If the ignition of the mixture of fuel and air occurs slightly before top dead center, then at the moment the mixture is ignited, some of the force developed by the explosion is wasted or lost, because it opposes the upward movement of the piston. If the ignition of the mixture occurs precisely at top dead center, there is also an initial loss of power, because the explosive force is expended along the connecting rod, which at TDC is directly aligned with the crank shaft. This loss of power, due to the alignment of the connecting rod, also occurs when the crank shaft is only a few degrees past top dead center.

Maximum efficiency is not obtained until the crank shaft rotates a sufficient amount to permit the explosive force to be expended in driving the crank shaft downwardly instead of laterally. It is, therefore, desirable to have the initial expansion occur when the crank shaft is well past dead center, so that the force of the expanding gases is utilized in the application of a turning force upon the crank shaft. However, in conventional engines, if the explosion is timed to occur when the crank is past dead center, the explosion will occur when the gases are not at peak compression and hence will not develop the maximum possible force.

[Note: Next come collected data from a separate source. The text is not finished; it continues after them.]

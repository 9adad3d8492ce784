//! Transport seam and the retrying sync adapter.

use std::sync::Mutex;
use std::time::Duration;

use async_trait::async_trait;
use serde::{Deserialize, Serialize};
use tracing::{debug, warn};

use crate::error::{QuillError, Result};
use crate::sync::protocol::{validate_request, validate_response, SyncRequest, SyncResponse};

/// Status codes worth retrying: timeouts, throttling, and server-side
/// failures that may clear on their own.
const TRANSIENT_STATUSES: [u16; 7] = [408, 425, 429, 500, 502, 503, 504];

/// Raw reply from a transport, before any protocol interpretation.
#[derive(Debug, Clone)]
pub struct TransportReply {
    pub status: u16,
    pub body: String,
}

/// One-shot delivery of a sync request.
///
/// Implementations return `Ok` for any reply that arrived, whatever its
/// status code, and [`QuillError::SyncUnreachable`] when no reply
/// arrived at all. Retry decisions belong to the adapter.
#[async_trait]
pub trait SyncTransport: Send + Sync {
    async fn post(&self, request: &SyncRequest) -> Result<TransportReply>;
}

/// HTTP transport backed by a shared [`reqwest::Client`].
pub struct HttpTransport {
    client: reqwest::Client,
    endpoint: String,
}

impl HttpTransport {
    pub fn new(endpoint: &str) -> Result<Self> {
        if !crate::config::is_valid_endpoint(endpoint) {
            return Err(QuillError::InvalidInput(format!(
                "Invalid sync endpoint: {}",
                endpoint
            )));
        }
        Ok(Self {
            client: reqwest::Client::new(),
            endpoint: endpoint.to_string(),
        })
    }
}

#[async_trait]
impl SyncTransport for HttpTransport {
    async fn post(&self, request: &SyncRequest) -> Result<TransportReply> {
        let response = self
            .client
            .post(&self.endpoint)
            .json(request)
            .send()
            .await
            .map_err(|e| QuillError::SyncUnreachable(e.to_string()))?;

        let status = response.status().as_u16();
        let body = response
            .text()
            .await
            .map_err(|e| QuillError::SyncUnreachable(e.to_string()))?;
        Ok(TransportReply { status, body })
    }
}

/// Retry behavior for a sync exchange.
#[derive(Debug, Clone, PartialEq, Serialize, Deserialize)]
pub struct RetryPolicy {
    /// Additional attempts after the first (0 = single attempt)
    #[serde(rename = "maxRetries")]
    pub max_retries: u32,
    /// Delay before the first retry, in milliseconds
    #[serde(rename = "baseDelayMs")]
    pub base_delay_ms: u64,
    /// Multiplier applied to the delay after each retry
    #[serde(rename = "backoffFactor")]
    pub backoff_factor: u32,
    /// Whether network-level failures (no reply at all) are retried
    #[serde(rename = "retryOnNetworkError")]
    pub retry_on_network_error: bool,
}

impl Default for RetryPolicy {
    fn default() -> Self {
        Self {
            max_retries: 0,
            base_delay_ms: 500,
            backoff_factor: 2,
            retry_on_network_error: true,
        }
    }
}

impl RetryPolicy {
    /// Delay before the retry following attempt `attempt` (1-based).
    fn delay_after(&self, attempt: u32) -> Duration {
        let factor = u64::from(self.backoff_factor.max(1));
        Duration::from_millis(
            self.base_delay_ms
                .saturating_mul(factor.saturating_pow(attempt.saturating_sub(1))),
        )
    }
}

/// Where the adapter currently is in its attempt cycle.
#[derive(Debug, Clone, Copy, PartialEq, Eq)]
pub enum AttemptState {
    Idle,
    Sending,
    Retrying,
    Succeeded,
    Failed,
}

/// Sync adapter with bounded exponential-backoff retries.
///
/// Only transient failures are retried: a transient HTTP status, or a
/// network-level failure when the policy allows it. Protocol rejections
/// and malformed responses fail immediately. When the budget runs out
/// the last error is surfaced unchanged.
pub struct RestAdapter {
    transport: Box<dyn SyncTransport>,
    policy: RetryPolicy,
    state: Mutex<AttemptState>,
}

impl RestAdapter {
    pub fn new(transport: Box<dyn SyncTransport>, policy: RetryPolicy) -> Self {
        Self {
            transport,
            policy,
            state: Mutex::new(AttemptState::Idle),
        }
    }

    pub fn state(&self) -> AttemptState {
        *self.state.lock().unwrap_or_else(|e| e.into_inner())
    }

    fn set_state(&self, state: AttemptState) {
        *self.state.lock().unwrap_or_else(|e| e.into_inner()) = state;
    }

    /// Send `request`, retrying transient failures per the policy.
    pub async fn exchange(&self, request: &SyncRequest) -> Result<SyncResponse> {
        validate_request(request)?;

        let attempts = self.policy.max_retries + 1;
        let mut attempt = 1;
        loop {
            self.set_state(AttemptState::Sending);
            debug!(attempt, attempts, "sending sync request");

            let error = match self.transport.post(request).await {
                Ok(reply) if (200..300).contains(&reply.status) => {
                    return match validate_response(&reply.body) {
                        Ok(response) => {
                            self.set_state(AttemptState::Succeeded);
                            Ok(response)
                        }
                        Err(err) => {
                            self.set_state(AttemptState::Failed);
                            Err(err)
                        }
                    };
                }
                Ok(reply) => {
                    let err = QuillError::SyncRejected {
                        status: reply.status,
                    };
                    if !TRANSIENT_STATUSES.contains(&reply.status) {
                        self.set_state(AttemptState::Failed);
                        return Err(err);
                    }
                    err
                }
                Err(err @ QuillError::SyncUnreachable(_)) if self.policy.retry_on_network_error => {
                    err
                }
                Err(err) => {
                    self.set_state(AttemptState::Failed);
                    return Err(err);
                }
            };

            if attempt >= attempts {
                self.set_state(AttemptState::Failed);
                return Err(error);
            }

            let delay = self.policy.delay_after(attempt);
            warn!(attempt, error = %error, delay_ms = delay.as_millis() as u64, "sync attempt failed, retrying");
            self.set_state(AttemptState::Retrying);
            tokio::time::sleep(delay).await;
            attempt += 1;
        }
    }
}

#[cfg(test)]
mod tests {
    use super::*;
    use crate::sync::protocol::test_fixtures::{sample_request, sample_response_json};
    use std::collections::VecDeque;
    use std::sync::atomic::{AtomicUsize, Ordering};
    use std::sync::Arc;

    /// Transport that plays back a fixed script of replies.
    struct ScriptedTransport {
        script: Mutex<VecDeque<Result<TransportReply>>>,
        attempts: Arc<AtomicUsize>,
    }

    impl ScriptedTransport {
        fn new(script: Vec<Result<TransportReply>>) -> (Self, Arc<AtomicUsize>) {
            let attempts = Arc::new(AtomicUsize::new(0));
            let transport = Self {
                script: Mutex::new(script.into()),
                attempts: Arc::clone(&attempts),
            };
            (transport, attempts)
        }

        fn ok(status: u16, body: &str) -> Result<TransportReply> {
            Ok(TransportReply {
                status,
                body: body.to_string(),
            })
        }
    }

    #[async_trait]
    impl SyncTransport for ScriptedTransport {
        async fn post(&self, _request: &SyncRequest) -> Result<TransportReply> {
            self.attempts.fetch_add(1, Ordering::SeqCst);
            self.script
                .lock()
                .unwrap()
                .pop_front()
                .expect("transport script exhausted")
        }
    }

    fn policy(max_retries: u32) -> RetryPolicy {
        RetryPolicy {
            max_retries,
            base_delay_ms: 100,
            backoff_factor: 2,
            retry_on_network_error: true,
        }
    }

    #[tokio::test(start_paused = true)]
    async fn test_transient_statuses_are_retried_with_backoff() {
        let (transport, attempts) = ScriptedTransport::new(vec![
            ScriptedTransport::ok(503, ""),
            ScriptedTransport::ok(503, ""),
            ScriptedTransport::ok(200, &sample_response_json("rev-2")),
        ]);
        let adapter = RestAdapter::new(Box::new(transport), policy(2));

        let started = tokio::time::Instant::now();
        let response = adapter.exchange(&sample_request()).await.unwrap();

        assert_eq!(response.server_revision.as_deref(), Some("rev-2"));
        assert_eq!(adapter.state(), AttemptState::Succeeded);
        assert_eq!(attempts.load(Ordering::SeqCst), 3);
        // Delays are base, then base * factor.
        assert_eq!(started.elapsed(), Duration::from_millis(100 + 200));
    }

    #[tokio::test]
    async fn test_non_transient_status_fails_on_first_attempt() {
        let (transport, attempts) = ScriptedTransport::new(vec![
            ScriptedTransport::ok(400, ""),
            ScriptedTransport::ok(200, &sample_response_json("rev-2")),
        ]);
        let adapter = RestAdapter::new(Box::new(transport), policy(3));

        let err = adapter.exchange(&sample_request()).await.unwrap_err();
        assert!(matches!(err, QuillError::SyncRejected { status: 400 }));
        assert_eq!(adapter.state(), AttemptState::Failed);
        // The scripted 200 reply was never consumed.
        assert_eq!(attempts.load(Ordering::SeqCst), 1);
    }

    #[tokio::test(start_paused = true)]
    async fn test_network_errors_retried_when_policy_allows() {
        let (transport, attempts) = ScriptedTransport::new(vec![
            Err(QuillError::SyncUnreachable("connection refused".to_string())),
            ScriptedTransport::ok(200, &sample_response_json("rev-3")),
        ]);
        let adapter = RestAdapter::new(Box::new(transport), policy(1));

        let response = adapter.exchange(&sample_request()).await.unwrap();
        assert_eq!(response.server_revision.as_deref(), Some("rev-3"));
        assert_eq!(attempts.load(Ordering::SeqCst), 2);
    }

    #[tokio::test]
    async fn test_network_errors_fail_fast_when_disabled() {
        let mut policy = policy(3);
        policy.retry_on_network_error = false;
        let (transport, attempts) = ScriptedTransport::new(vec![Err(
            QuillError::SyncUnreachable("connection refused".to_string()),
        )]);
        let adapter = RestAdapter::new(Box::new(transport), policy);

        let err = adapter.exchange(&sample_request()).await.unwrap_err();
        assert!(matches!(err, QuillError::SyncUnreachable(_)));
        assert_eq!(attempts.load(Ordering::SeqCst), 1);
    }

    #[tokio::test(start_paused = true)]
    async fn test_exhausted_budget_surfaces_last_error() {
        let (transport, attempts) = ScriptedTransport::new(vec![
            ScriptedTransport::ok(503, ""),
            ScriptedTransport::ok(502, ""),
        ]);
        let adapter = RestAdapter::new(Box::new(transport), policy(1));

        let err = adapter.exchange(&sample_request()).await.unwrap_err();
        assert!(matches!(err, QuillError::SyncRejected { status: 502 }));
        assert_eq!(adapter.state(), AttemptState::Failed);
        assert_eq!(attempts.load(Ordering::SeqCst), 2);
    }

    #[tokio::test]
    async fn test_malformed_success_body_is_not_retried() {
        let (transport, attempts) = ScriptedTransport::new(vec![
            ScriptedTransport::ok(200, "{\"surprise\":true}"),
            ScriptedTransport::ok(200, &sample_response_json("rev-2")),
        ]);
        let adapter = RestAdapter::new(Box::new(transport), policy(3));

        let err = adapter.exchange(&sample_request()).await.unwrap_err();
        assert!(matches!(err, QuillError::MalformedMessage(_)));
        assert_eq!(adapter.state(), AttemptState::Failed);
        assert_eq!(attempts.load(Ordering::SeqCst), 1);
    }

    #[tokio::test]
    async fn test_rejects_invalid_request_before_sending() {
        let (transport, attempts) = ScriptedTransport::new(vec![]);
        let adapter = RestAdapter::new(Box::new(transport), policy(0));

        let mut request = sample_request();
        request.client.device_id.clear();
        let err = adapter.exchange(&request).await.unwrap_err();
        assert!(matches!(err, QuillError::MalformedMessage(_)));
        assert_eq!(attempts.load(Ordering::SeqCst), 0);
    }
}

In accordance with some embodiments of the instant invention, the period of high compression is extended beyond the relatively short period which occurs in conventional engines. This increase in the high compression period results in a constant volume burn and ensures that the initial expansion will not occur until the crank is well past top dead center. The advantages of constant volume combustion are outlined, for example, in Deglar, H. E., "Internal Combustion Engines", John Wiley & Sons, 1938, pp. 77 to 98 and Obert, E. F., "Internal Combustion Engines and Air Pollution", Harper & Row, 1973, pp. 166 to 175. In addition to maximizing the efficiency of the initial expansion, the extended period of high compression, or dwell, ensures that the fuel is completely burned, thereby further improving efficiency and materially decreasing undesirable exhaust products. The longer the constant volume burn, the cleaner, the quieter and the less polluting is the operation of an engine.

SUMMARY OF THE INVENTION

The piston-connecting rod assembly, in accordance with the invention creates periods of transition, such as dwell, between the compression and power strokes of engines or compressors. A piston, which reciprocates in compression and power strokes, is attached to a connecting rod by portions of a lower piston pin and an upper piston pin. The connecting rod includes (a) a lower end portion for connecting the connecting rod to the crank shaft, (b) a central portion having a central portion opening for receiving a portion of the lower piston pin, (c) an upper end portion having an upper end portion opening for receiving a portion of the upper piston pin.

In some embodiments, the central portion opening is elongated and has a maximum width which is substantially the same as the portion of the lower piston pin to be received in the opening; the length of the central portion opening is sufficient that its ends do not interfere with the reciprocation of the piston; the width of the upper end portion opening is substantially the same as the portion of the upper piston pin to be received in the opening; and the length of the upper end portion opening is sufficient that its ends do not interfere with the reciprocation of the piston.

In these embodiments, the wall structure of the upper end portion opening defines a compression region, a power region, and a transition region, disposed between said compression and said power regions. The midline of compression and power regions of the upper end portion opening substantially follows a curve having a radius substantially equal to the distance between the lower piston pin and the upper piston pin. The midline of the transition region of the upper end portion opening follows an altered curve between the power and compression regions. The walls defining the compression region cause the piston to move in substantial concert with the rotation of the crank shaft during the compression stroke, the walls defining the power region cause the piston to move in substantial concert with the rotation of the crank shaft during the power stroke, and the walls defining the dwell region cause the piston to cease moving in concert with rotation of the crank shaft, between the compression and power strokes.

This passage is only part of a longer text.